MICHEL, Circuit Judge.


Highland Reforestation (contractor) appeals the decision of the United States Department of Agriculture Board of Contract Appeals (board), AGBCA No. 86-200-1, upholding $27,865.92 in deductions made by the government contracting officer from the amount payable to the contractor under a tree planting contract. Deductions were based on the quantity of wasted trees and incidence of improper planting as established by sample inspections provided for in the contract. We affirm.


" [A] decision on any question of fact [made by a board of contract appeals] shall be final and conclusive and shall not be set aside unless the decision is fraudulent, or arbitrary, or capricious, or so grossly erroneous as to necessarily imply bad faith, or if such decision is not supported by substantial evidence." 41 U.S.C. § 609(b) (1982). The board's decision in this case is supported by substantial evidence. The government introduced both testimonial and documentary evidence, albeit summary, of the deductions made and the reasons for the deductions. At least two inspectors discussed the deficiencies in the contractor's tree planting performance compared with the requirements of the contract.

Furthermore, because the contractor did not challenge how these tree inspections were done or the reports of results or compilations of those inspections in the proceeding below, Highland's reliance on the reasoning in Washington Patrol Service, Inc., GSBCA No. 6392, 83-2 BCA p 16,743, is misplaced. In that case the contractor denied in the complaint that a deficiency had occurred and submitted an affidavit that became part of the record and that specifically supported the denial. As a result, summary information regarding the deficiency there was held to not suffice to establish the deficiency. Here, the contractor failed to allege defects in the government's inspections themselves. He merely challenges the form of proof of the results of the inspections. Specifically, he argues that the proof is per se insufficient because the original inspection reports were not put in the record below by the government. Neither were they put into evidence by the contractor, although its counsel conceded in argument before us that he had copies. Because no issue was raised below as to the form of proof, the board did not err in finding the government's summary proof proper and its weight sufficient.

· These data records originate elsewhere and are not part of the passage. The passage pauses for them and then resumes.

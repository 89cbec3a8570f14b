//! HTTP API gateway for Annai.
//!
//! Exposes the assistant over REST: a health check and a chat endpoint.
//! The gateway owns session-id generation and HTTP framing; everything
//! else is delegated to the agent pipeline.
//!
//! Built on Axum.

use std::sync::Arc;

use axum::extract::DefaultBodyLimit;
use axum::{
    Router,
    extract::State,
    http::StatusCode,
    response::Json,
    routing::{get, post},
};
use serde::{Deserialize, Serialize};
use tower_http::cors::CorsLayer;
use tracing::{error, info};

use annai_agent::Pipeline;
use annai_config::AppConfig;
use annai_core::session::SessionId;

/// Shared application state for the gateway.
pub struct GatewayState {
    pub pipeline: Pipeline,
}

type SharedState = Arc<GatewayState>;

/// Build the Axum router with all gateway routes.
pub fn build_router(state: SharedState, config: &AppConfig) -> Router {
    let cors = build_cors(config);

    Router::new()
        .route("/health", get(health_handler))
        .route("/chat", post(chat_handler))
        .layer(DefaultBodyLimit::max(64 * 1024))
        .layer(cors)
        .layer(tower_http::trace::TraceLayer::new_for_http())
        .with_state(state)
}

/// CORS policy: only the origins named in config, or same-origin when none
/// are configured.
fn build_cors(config: &AppConfig) -> CorsLayer {
    let origins: Vec<axum::http::HeaderValue> = config
        .gateway
        .cors_origins
        .iter()
        .filter_map(|o| o.parse().ok())
        .collect();

    CorsLayer::new()
        .allow_origin(origins)
        .allow_methods([axum::http::Method::GET, axum::http::Method::POST])
        .allow_headers([axum::http::header::CONTENT_TYPE])
}

/// Start the gateway HTTP server.
pub async fn start(config: AppConfig) -> Result<(), Box<dyn std::error::Error>> {
    let addr = format!("{}:{}", config.gateway.host, config.gateway.port);

    let provider = annai_providers::from_config(&config)
        .ok_or("No API key configured — set OPENAI_API_KEY or run `annai onboard`")?;
    let tools = Arc::new(annai_tools::default_registry(&config));
    let store = Arc::new(annai_memory::InMemorySessionStore::new());
    let pipeline = Pipeline::new(provider, tools, store, &config);

    let state = Arc::new(GatewayState { pipeline });
    let router = build_router(state, &config);

    info!(addr = %addr, "Gateway listening");
    let listener = tokio::net::TcpListener::bind(&addr).await?;
    axum::serve(listener, router).await?;
    Ok(())
}

// --- Handlers ---

#[derive(Serialize)]
struct HealthResponse {
    status: &'static str,
    service: &'static str,
    version: &'static str,
}

async fn health_handler() -> Json<HealthResponse> {
    Json(HealthResponse {
        status: "healthy",
        service: "annai",
        version: env!("CARGO_PKG_VERSION"),
    })
}

#[derive(Deserialize)]
struct ChatBody {
    message: String,
    #[serde(default)]
    session_id: Option<String>,
}

#[derive(Serialize)]
struct ChatReply {
    response: String,
    session_id: String,
    intent: String,
}

#[derive(Serialize)]
struct ErrorReply {
    error: String,
}

async fn chat_handler(
    State(state): State<SharedState>,
    Json(body): Json<ChatBody>,
) -> Result<Json<ChatReply>, (StatusCode, Json<ErrorReply>)> {
    let message = body.message.trim();
    if message.is_empty() {
        return Err((
            StatusCode::BAD_REQUEST,
            Json(ErrorReply {
                error: "message must not be empty".into(),
            }),
        ));
    }

    // Missing session id means a new session.
    let session_id = body
        .session_id
        .map(|s| SessionId::from(&s))
        .unwrap_or_default();

    match state.pipeline.handle(&session_id, message).await {
        Ok(outcome) => Ok(Json(ChatReply {
            response: outcome.response,
            session_id: session_id.to_string(),
            intent: outcome.intent,
        })),
        Err(e) => {
            // Raw error detail stays in the logs, never in the reply.
            error!(session = %session_id, error = %e, "Chat request failed");
            Err((
                StatusCode::INTERNAL_SERVER_ERROR,
                Json(ErrorReply {
                    error: "The assistant is temporarily unavailable. Please try again.".into(),
                }),
            ))
        }
    }
}

#[cfg(test)]
mod tests {
    use super::*;
    use annai_core::error::ProviderError;
    use annai_core::message::Message;
    use annai_core::provider::{ChatRequest, ChatResponse, Provider};
    use annai_core::tool::ToolRegistry;
    use annai_memory::InMemorySessionStore;
    use async_trait::async_trait;
    use axum::body::Body;
    use axum::http::Request;
    use http_body_util::BodyExt;
    use std::sync::Mutex;
    use tower::ServiceExt;

    struct ScriptedProvider {
        script: Mutex<Vec<Result<ChatResponse, ProviderError>>>,
    }

    impl ScriptedProvider {
        fn new(mut script: Vec<Result<ChatResponse, ProviderError>>) -> Self {
            script.reverse();
            Self {
                script: Mutex::new(script),
            }
        }

        fn text(content: &str) -> Result<ChatResponse, ProviderError> {
            Ok(ChatResponse {
                message: Message::assistant(content),
                usage: None,
                model: "mock-model".into(),
            })
        }
    }

    #[async_trait]
    impl Provider for ScriptedProvider {
        fn name(&self) -> &str {
            "scripted"
        }

        async fn complete(&self, _request: ChatRequest) -> Result<ChatResponse, ProviderError> {
            self.script
                .lock()
                .unwrap()
                .pop()
                .unwrap_or_else(|| Err(ProviderError::Network("script exhausted".into())))
        }
    }

    fn test_router(script: Vec<Result<ChatResponse, ProviderError>>) -> Router {
        let config = AppConfig::default();
        let pipeline = Pipeline::new(
            Arc::new(ScriptedProvider::new(script)),
            Arc::new(ToolRegistry::new()),
            Arc::new(InMemorySessionStore::new()),
            &config,
        );
        build_router(Arc::new(GatewayState { pipeline }), &config)
    }

    async fn body_json(response: axum::response::Response) -> serde_json::Value {
        let bytes = response.into_body().collect().await.unwrap().to_bytes();
        serde_json::from_slice(&bytes).unwrap()
    }

    #[tokio::test]
    async fn health_reports_healthy() {
        let router = test_router(vec![]);
        let response = router
            .oneshot(
                Request::builder()
                    .uri("/health")
                    .body(Body::empty())
                    .unwrap(),
            )
            .await
            .unwrap();

        assert_eq!(response.status(), StatusCode::OK);
        let json = body_json(response).await;
        assert_eq!(json["status"], "healthy");
        assert_eq!(json["service"], "annai");
    }

    #[tokio::test]
    async fn chat_generates_a_session_id_when_missing() {
        let router = test_router(vec![
            ScriptedProvider::text("small_talk"),
            ScriptedProvider::text("Hello!"),
        ]);

        let response = router
            .oneshot(
                Request::builder()
                    .method("POST")
                    .uri("/chat")
                    .header("content-type", "application/json")
                    .body(Body::from(r#"{"message": "Hi there"}"#))
                    .unwrap(),
            )
            .await
            .unwrap();

        assert_eq!(response.status(), StatusCode::OK);
        let json = body_json(response).await;
        assert_eq!(json["response"], "Hello!");
        assert_eq!(json["intent"], "small_talk");
        assert!(!json["session_id"].as_str().unwrap().is_empty());
    }

    #[tokio::test]
    async fn empty_message_is_rejected() {
        let router = test_router(vec![]);
        let response = router
            .oneshot(
                Request::builder()
                    .method("POST")
                    .uri("/chat")
                    .header("content-type", "application/json")
                    .body(Body::from(r#"{"message": "   "}"#))
                    .unwrap(),
            )
            .await
            .unwrap();

        assert_eq!(response.status(), StatusCode::BAD_REQUEST);
    }

    #[tokio::test]
    async fn pipeline_failure_hides_error_detail() {
        let router = test_router(vec![Err(ProviderError::AuthenticationFailed(
            "bad key sk-secret".into(),
        ))]);

        let response = router
            .oneshot(
                Request::builder()
                    .method("POST")
                    .uri("/chat")
                    .header("content-type", "application/json")
                    .body(Body::from(r#"{"message": "Hi"}"#))
                    .unwrap(),
            )
            .await
            .unwrap();

        assert_eq!(response.status(), StatusCode::INTERNAL_SERVER_ERROR);
        let json = body_json(response).await;
        let error = json["error"].as_str().unwrap();
        assert!(!error.contains("sk-secret"));
        assert!(error.contains("temporarily unavailable"));
    }
}
//! Travel knowledge search tool.
//!
//! `search_tokyo_info` ranks snippets from a local knowledge index by
//! keyword relevance. Vector embeddings are deliberately out of scope —
//! the index is a drop-in seam where a real vector store client could go.
//!
//! Failure contract: the tool never errors upward. An empty result set or
//! an index failure becomes descriptive text that the model reads as
//! "no results".

use async_trait::async_trait;
use serde::{Deserialize, Serialize};
use std::path::Path;
use tracing::debug;

use annai_core::error::ToolError;
use annai_core::tool::{Tool, ToolResult};

/// One entry in the travel knowledge base.
#[derive(Debug, Clone, Serialize, Deserialize)]
pub struct KnowledgeEntry {
    pub title: String,
    pub content: String,
    pub area: String,
    pub category: String,
}

/// A keyword-scored index over knowledge entries.
pub struct KnowledgeIndex {
    entries: Vec<KnowledgeEntry>,
}

impl KnowledgeIndex {
    pub fn new(entries: Vec<KnowledgeEntry>) -> Self {
        Self { entries }
    }

    /// Load entries from a JSON file (an array of entries).
    pub fn load(path: &Path) -> std::io::Result<Self> {
        let content = std::fs::read_to_string(path)?;
        let entries: Vec<KnowledgeEntry> = serde_json::from_str(&content)
            .map_err(|e| std::io::Error::new(std::io::ErrorKind::InvalidData, e))?;
        debug!(path = %path.display(), count = entries.len(), "Knowledge index loaded");
        Ok(Self::new(entries))
    }

    /// The built-in Tokyo attraction set, used when no file is configured.
    pub fn builtin() -> Self {
        Self::new(builtin_entries())
    }

    pub fn len(&self) -> usize {
        self.entries.len()
    }

    pub fn is_empty(&self) -> bool {
        self.entries.is_empty()
    }

    /// Return the `top_k` most relevant entries for a query, best first.
    ///
    /// Scoring: occurrences of each query word across title, content, area
    /// and category, normalized by entry length so long entries don't win
    /// by volume alone.
    pub fn search(&self, query: &str, top_k: usize) -> Vec<KnowledgeEntry> {
        let words: Vec<String> = query
            .to_lowercase()
            .split_whitespace()
            .filter(|w| w.len() > 2)
            .map(String::from)
            .collect();

        if words.is_empty() {
            return Vec::new();
        }

        let mut scored: Vec<(f32, &KnowledgeEntry)> = self
            .entries
            .iter()
            .filter_map(|e| {
                let haystack = format!(
                    "{} {} {} {}",
                    e.title.to_lowercase(),
                    e.content.to_lowercase(),
                    e.area.to_lowercase(),
                    e.category.to_lowercase()
                );
                let occurrences: usize = words.iter().map(|w| haystack.matches(w.as_str()).count()).sum();
                if occurrences == 0 {
                    return None;
                }
                let score = occurrences as f32 / (haystack.len() as f32 / 100.0).max(1.0);
                Some((score, e))
            })
            .collect();

        scored.sort_by(|a, b| b.0.partial_cmp(&a.0).unwrap_or(std::cmp::Ordering::Equal));
        scored
            .into_iter()
            .take(top_k)
            .map(|(_, e)| e.clone())
            .collect()
    }
}

/// The `search_tokyo_info` tool.
pub struct SearchTokyoInfoTool {
    index: KnowledgeIndex,
    top_k: usize,
}

impl SearchTokyoInfoTool {
    pub fn new(index: KnowledgeIndex, top_k: usize) -> Self {
        Self { index, top_k }
    }
}

#[async_trait]
impl Tool for SearchTokyoInfoTool {
    fn name(&self) -> &str {
        "search_tokyo_info"
    }

    fn description(&self) -> &str {
        "Search for information about Tokyo temples, shrines, views, neighborhoods, and attractions"
    }

    fn parameters_schema(&self) -> serde_json::Value {
        serde_json::json!({
            "type": "object",
            "properties": {
                "query": {
                    "type": "string",
                    "description": "Search query for Tokyo attractions (e.g. 'temples in Asakusa', 'best views')"
                }
            },
            "required": ["query"]
        })
    }

    async fn execute(&self, arguments: serde_json::Value) -> Result<ToolResult, ToolError> {
        let query = arguments["query"]
            .as_str()
            .ok_or_else(|| ToolError::InvalidArguments("Missing 'query' argument".into()))?;

        let results = self.index.search(query, self.top_k);

        let output = if results.is_empty() {
            "No travel information found for this query.".to_string()
        } else {
            results
                .iter()
                .map(|r| {
                    format!(
                        "• {}\n  {}\n  Location: {} | Category: {}\n",
                        r.title, r.content, r.area, r.category
                    )
                })
                .collect::<Vec<_>>()
                .join("\n")
        };

        Ok(ToolResult {
            call_id: String::new(),
            output,
        })
    }
}

fn builtin_entries() -> Vec<KnowledgeEntry> {
    let entry = |title: &str, content: &str, area: &str, category: &str| KnowledgeEntry {
        title: title.into(),
        content: content.into(),
        area: area.into(),
        category: category.into(),
    };

    vec![
        entry(
            "Senso-ji Temple",
            "Tokyo's oldest temple, founded in 645. The approach through Kaminarimon gate and the Nakamise shopping street is a classic first stop. Free to enter, busiest mid-morning.",
            "Asakusa",
            "temple",
        ),
        entry(
            "Asakusa Shrine",
            "A Shinto shrine next to Senso-ji honoring the temple's founders. Far quieter than its neighbor and one of the few structures in the area to survive the war.",
            "Asakusa",
            "shrine",
        ),
        entry(
            "Meiji Jingu",
            "A forested Shinto shrine dedicated to Emperor Meiji, minutes from Harajuku station. The gravel approach under towering torii gates feels removed from the city.",
            "Shibuya",
            "shrine",
        ),
        entry(
            "Tokyo Skytree",
            "At 634 meters the tallest structure in Japan, with two observation decks. On clear winter days you can see Mount Fuji from the upper deck.",
            "Sumida",
            "view",
        ),
        entry(
            "Shibuya Crossing",
            "The famous scramble crossing outside Shibuya station. Best viewed from the Shibuya Sky deck or the second floor of the station building at dusk.",
            "Shibuya",
            "view",
        ),
        entry(
            "Ueno Park",
            "A large public park holding several national museums, a zoo, and Shinobazu pond. One of Tokyo's most popular cherry blossom spots in early April.",
            "Ueno",
            "park",
        ),
        entry(
            "Shinjuku Gyoen",
            "A spacious landscape garden blending Japanese, French, and English styles. Paid entry keeps it calm even on weekends.",
            "Shinjuku",
            "park",
        ),
        entry(
            "Tsukiji Outer Market",
            "The retail market that remained after the wholesale fish auction moved to Toyosu. Dense rows of food stalls; go early and hungry.",
            "Chuo",
            "food",
        ),
        entry(
            "Yanaka",
            "An old shitamachi neighborhood that escaped both the 1923 earthquake and the war. Temple-lined lanes, small galleries, and the Yanaka Ginza shopping street.",
            "Taito",
            "neighborhood",
        ),
        entry(
            "Tokyo National Museum",
            "The oldest and largest museum in Japan, holding the world's biggest collection of Japanese art, inside Ueno Park.",
            "Ueno",
            "museum",
        ),
    ]
}
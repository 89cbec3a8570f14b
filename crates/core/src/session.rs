//! Session store — the mapping from session id to conversation history.
//!
//! A session spans multiple turns. The pipeline touches the store exactly
//! twice per request: a read at entry and a write at exit, with no lock
//! held across the intervening model and tool calls.

use async_trait::async_trait;
use serde::{Deserialize, Serialize};
use uuid::Uuid;

use crate::error::SessionError;
use crate::message::Message;

/// Unique identifier for a session.
#[derive(Debug, Clone, PartialEq, Eq, Hash, Serialize, Deserialize)]
pub struct SessionId(pub String);

impl SessionId {
    pub fn new() -> Self {
        Self(Uuid::new_v4().to_string())
    }

    pub fn from(s: &str) -> Self {
        Self(s.to_string())
    }
}

impl Default for SessionId {
    fn default() -> Self {
        Self::new()
    }
}

impl std::fmt::Display for SessionId {
    fn fmt(&self, f: &mut std::fmt::Formatter<'_>) -> std::fmt::Result {
        write!(f, "{}", self.0)
    }
}

/// Storage for conversation histories, keyed by session id.
///
/// At most one history exists per session id; an absent key means a new
/// session with an empty history.
///
/// Concurrency policy: implementations are not required to serialize
/// concurrent requests against the same session id. The shipped stores are
/// last-writer-wins — when two requests interleave on one session, the
/// later `put` overwrites the earlier one's history without merging. A
/// store that needs stronger guarantees (per-key locking, compare-and-swap)
/// can provide them behind this same trait.
#[async_trait]
pub trait SessionStore: Send + Sync {
    /// A human-readable name for this store (e.g., "in_memory", "file").
    fn name(&self) -> &str;

    /// Fetch the history for a session. Unknown ids yield an empty history.
    async fn get(&self, id: &SessionId) -> std::result::Result<Vec<Message>, SessionError>;

    /// Persist the full history for a session, replacing what was there.
    async fn put(
        &self,
        id: &SessionId,
        history: Vec<Message>,
    ) -> std::result::Result<(), SessionError>;
}
//! LLM provider implementations for Annai.
//!
//! The pipeline only needs one provider: an OpenAI-compatible
//! chat-completions endpoint. Construction happens here so the binaries
//! never touch wire details.

pub mod openai_compat;

pub use openai_compat::OpenAiCompatProvider;

use std::sync::Arc;

use annai_config::AppConfig;
use annai_core::provider::Provider;

/// Build the configured provider.
///
/// Returns `None` when no API key is available — callers decide whether
/// that is fatal (the CLI prints setup instructions, the gateway refuses
/// to start).
pub fn from_config(config: &AppConfig) -> Option<Arc<dyn Provider>> {
    let api_key = config.api_key.clone()?;
    Some(Arc::new(OpenAiCompatProvider::new(
        "openai",
        config.base_url.clone(),
        api_key,
    )))
}
//! Error types for the Annai domain.
//!
//! Uses `thiserror` for ergonomic error definitions.
//! Each bounded context has its own error variant.

use thiserror::Error;

/// The top-level error type for all Annai operations.
#[derive(Debug, Error)]
pub enum Error {
    // --- Provider errors ---
    #[error("Provider error: {0}")]
    Provider(#[from] ProviderError),

    // --- Tool errors ---
    #[error("Tool error: {0}")]
    Tool(#[from] ToolError),

    // --- Session errors ---
    #[error("Session error: {0}")]
    Session(#[from] SessionError),

    // --- Configuration errors ---
    #[error("Configuration error: {message}")]
    Config { message: String },

    // --- Serialization ---
    #[error("Serialization error: {0}")]
    Serialization(#[from] serde_json::Error),

    // --- Generic ---
    #[error("Internal error: {0}")]
    Internal(String),
}

/// Result type alias using our Error.
pub type Result<T> = std::result::Result<T, Error>;

// --- Bounded context errors ---

#[derive(Debug, Clone, Error)]
pub enum ProviderError {
    #[error("API request failed: {message} (status: {status_code})")]
    ApiError { status_code: u16, message: String },

    #[error("Rate limited by provider, retry after {retry_after_secs}s")]
    RateLimited { retry_after_secs: u64 },

    #[error("Authentication failed: {0}")]
    AuthenticationFailed(String),

    #[error("Provider not configured: {0}")]
    NotConfigured(String),

    #[error("Request timed out: {0}")]
    Timeout(String),

    #[error("Network error: {0}")]
    Network(String),
}

#[derive(Debug, Error)]
pub enum ToolError {
    #[error("Tool not found: {0}")]
    NotFound(String),

    #[error("Tool execution failed: {tool_name} — {reason}")]
    ExecutionFailed { tool_name: String, reason: String },

    #[error("Invalid tool arguments: {0}")]
    InvalidArguments(String),
}

#[derive(Debug, Error)]
pub enum SessionError {
    #[error("Storage error: {0}")]
    Storage(String),

    #[error("Invalid session id: {0}")]
    InvalidId(String),
}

Finally, prior to bringing this action the contractor never used the specific procedure set forth in Section E of the contract to challenge such inspections. Pursuant to the contract, reinspection would have been done at the contractor's request and the reinspection results would have been used to determine the appropriate payment to be made, given a more than 5 percent variance between the payment which would be due based on the original inspection as opposed to the reinspection.

Accordingly, we affirm.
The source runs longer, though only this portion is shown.